Monthly Report for February 2006
Project No.: 260671
Funding Agency: Defense Logistics Agency - Defense Technical Information Center
Award No.: SP4700-05-P-0148
Project Title: Tools for Automatic Extraction of Metadata from DTIC Electronic Documents Collections - Phase II
Project Period: 09/19/05 - 09/18/06
Work Accomplishments during period
Classification: Use of cover page and title page detection algorithm.
1. Started an alternative approach to classification based on the principle that all documents from an organization are likely to be of similar type. Created a testbed of 168 documents and manually classified documents. Wrote template to extract organization name only from POINT page and clustered similar names into one class, e.g., RAND Education and RAND Health. Promising results. This can be generalized to representing class by feature list such as organization, date, or report number.

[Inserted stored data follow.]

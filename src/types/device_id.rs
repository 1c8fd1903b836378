// SPDX-License-Identifier: MPL-2.0
// This Source Code Form is subject to the terms of the Mozilla Public
// License, v. 2.0. If a copy of the MPL was not distributed with this
// file, You can obtain one at https://mozilla.org/MPL/2.0/.

//! Device and session identifier types.

use std::fmt;
use std::sync::Arc;

use uuid::Uuid;

/// Identifier of a device, as assigned by the host integration.
///
/// The engine treats the identifier as opaque. Cloning is cheap, the
/// string is shared.
///
/// # Examples
///
/// ```
/// use pollsync_lib::types::DeviceId;
///
/// let id = DeviceId::new("fronius:inverter:garage");
/// assert_eq!(id.as_str(), "fronius:inverter:garage");
/// ```
#[derive(Clone, PartialEq, Eq, Hash, PartialOrd, Ord, serde::Serialize, serde::Deserialize)]
pub struct DeviceId(Arc<str>);

impl DeviceId {
    /// Creates a device identifier.
    #[must_use]
    pub fn new(id: impl AsRef<str>) -> Self {
        Self(Arc::from(id.as_ref()))
    }

    /// Returns the identifier as a string slice.
    #[must_use]
    pub fn as_str(&self) -> &str {
        &self.0
    }
}

impl fmt::Debug for DeviceId {
    fn fmt(&self, f: &mut fmt::Formatter<'_>) -> fmt::Result {
        write!(f, "DeviceId({})", self.0)
    }
}

impl fmt::Display for DeviceId {
    fn fmt(&self, f: &mut fmt::Formatter<'_>) -> fmt::Result {
        f.write_str(&self.0)
    }
}

impl From<&str> for DeviceId {
    fn from(id: &str) -> Self {
        Self::new(id)
    }
}

impl From<String> for DeviceId {
    fn from(id: String) -> Self {
        Self(Arc::from(id))
    }
}

/// Unique identifier of one poll session.
///
/// A new session is created every time a device is started or
/// reconfigured, so log lines and events from a replaced session can be
/// told apart from the current one.
#[derive(Clone, Copy, PartialEq, Eq, Hash, serde::Serialize, serde::Deserialize)]
pub struct SessionId(Uuid);

impl SessionId {
    /// Creates a new unique session identifier.
    #[must_use]
    pub fn new() -> Self {
        Self(Uuid::new_v4())
    }

    /// Returns the underlying UUID.
    #[must_use]
    pub fn as_uuid(&self) -> Uuid {
        self.0
    }
}

impl Default for SessionId {
    fn default() -> Self {
        Self::new()
    }
}

impl fmt::Debug for SessionId {
    fn fmt(&self, f: &mut fmt::Formatter<'_>) -> fmt::Result {
        // Show only first 8 characters for readability
        let short = &self.0.to_string()[..8];
        write!(f, "SessionId({short}...)")
    }
}

impl fmt::Display for SessionId {
    fn fmt(&self, f: &mut fmt::Formatter<'_>) -> fmt::Result {
        write!(f, "{}", self.0)
    }
}
// API module organization
pub mod middleware;
pub mod models;
pub mod openapi;
pub mod routes;
pub mod services;
pub mod storage;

2. Explored still further on learning techniques to be used for classification.
Detection of POINT (Page Of INTerest, e.g., cover/title pages):
1. Still refining the as to what statistics give the most differentiation of point from regular body pages and need an algorithm to tie all the statistics together to arrive at a decision process.
1. Started on the next major deliverable to have an automated process for documents containing forms. Developed design document for process and diagrams to illustrate it. Started programming the process scripts.

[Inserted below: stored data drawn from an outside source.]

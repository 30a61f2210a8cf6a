//! JWT Service for validating platform-issued access tokens.
//!
//! Identity is issued by the hosting platform as an HS256 token whose `sub`
//! claim is the user UUID. `issue` exists for local development and tests.

use chrono::{Duration, Utc};
use jsonwebtoken::{Algorithm, DecodingKey, EncodingKey, Header, Validation, decode, encode};
use serde::{Deserialize, Serialize};
use std::sync::Arc;
use tracing::warn;
use uuid::Uuid;

pub const DEFAULT_AUDIENCE: &str = "authenticated";
const DEV_SECRET: &str = "dev-secret-do-not-use-in-production-change-me-now";

/// JWT claims structure
#[derive(Debug, Clone, Serialize, Deserialize)]
pub struct Claims {
    /// Subject (user UUID)
    pub sub: String,
    pub aud: String,
    /// Expiration time (Unix timestamp)
    pub exp: i64,
    /// Issued at (Unix timestamp)
    pub iat: i64,
}

impl Claims {
    pub fn user_id(&self) -> Option<Uuid> {
        Uuid::parse_str(&self.sub).ok()
    }
}

/// JWT Service configuration
#[derive(Clone)]
pub struct JwtService {
    encoding_key: EncodingKey,
    decoding_key: DecodingKey,
    audience: String,
}

pub type SharedJwtService = Arc<JwtService>;

impl JwtService {
    /// Create a new JWT service with the given secret and expected audience.
    pub fn new(secret: &str, audience: &str) -> Self {
        Self {
            encoding_key: EncodingKey::from_secret(secret.as_bytes()),
            decoding_key: DecodingKey::from_secret(secret.as_bytes()),
            audience: audience.to_string(),
        }
    }

    /// Create a JWT service from `JWT_SECRET` and `JWT_AUDIENCE`.
    ///
    /// Outside `APP_ENV=development` the secret is required and must be at
    /// least 32 characters.
    pub fn from_env() -> Result<Self, String> {
        let app_env = std::env::var("APP_ENV").unwrap_or_else(|_| "production".to_string());
        let is_development = app_env.to_lowercase() == "development";
        let audience =
            std::env::var("JWT_AUDIENCE").unwrap_or_else(|_| DEFAULT_AUDIENCE.to_string());

        let secret = match std::env::var("JWT_SECRET") {
            Ok(s) => s,
            Err(_) => {
                if is_development {
                    warn!(
                        "JWT_SECRET not set! Using default secret for development. DO NOT USE IN PRODUCTION!"
                    );
                    DEV_SECRET.to_string()
                } else {
                    return Err(
                        "JWT_SECRET environment variable is required in production".to_string()
                    );
                }
            }
        };

        if secret.len() < 32 {
            if is_development {
                warn!("JWT_SECRET is less than 32 characters. Consider using a longer secret.");
            } else {
                return Err("JWT_SECRET must be at least 32 characters in production".to_string());
            }
        }

        Ok(Self::new(&secret, &audience))
    }

    /// Mint an access token for `user_id` valid for `ttl`.
    pub fn issue(
        &self,
        user_id: Uuid,
        ttl: Duration,
    ) -> Result<String, jsonwebtoken::errors::Error> {
        let now = Utc::now();
        let claims = Claims {
            sub: user_id.to_string(),
            aud: self.audience.clone(),
            exp: (now + ttl).timestamp(),
            iat: now.timestamp(),
        };
        encode(&Header::new(Algorithm::HS256), &claims, &self.encoding_key)
    }

    /// Validate signature, expiry and audience.
    pub fn validate(&self, token: &str) -> Result<Claims, jsonwebtoken::errors::Error> {
        let mut validation = Validation::new(Algorithm::HS256);
        validation.set_audience(&[self.audience.as_str()]);
        decode::<Claims>(token, &self.decoding_key, &validation).map(|data| data.claims)
    }

    /// Extract the token from an `Authorization: Bearer <token>` header value.
    pub fn extract_bearer_token(auth_header: &str) -> Option<&str> {
        auth_header
            .strip_prefix("Bearer ")
            .or_else(|| auth_header.strip_prefix("bearer "))
            .map(str::trim)
            .filter(|token| !token.is_empty())
    }
}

2. Developed metrics to measure success of the form extraction. Validated against real metadata as provided by DTIC(800,0000 records available).
3. Developed excel spreadsheet to show ‘goodness’ of our extraction programs for 6 types of forms we have found in the testbed(10,000 documents).
NASA Collection Characteristics:
1. Had discussion with CASI team on ways to pick documents for study at random, what time period we should us for our study and the mechanisms for handling security issues. See the memorandum coming out of this.
2. the details of getting the right set of documents still need to be resolved
1. Final version of conference paper on current extraction results for ELPUB 2006 submitted.
2. Completed the summary of our work so far in a presentation to be given to GPO
3. Committed to give three presentations at DTIC user conference(OAI, extraction and categorization); started laying out presentations.
Problem Areas and Corrective Actions
Deviations in Cost/Schedule
Work to be Accomplished Next Period
Concetrate on form based extraction as deliverables are coming up.
Evaluate various classification schemes.
Begin the analysis of NASSA documents once we have obtained the right set.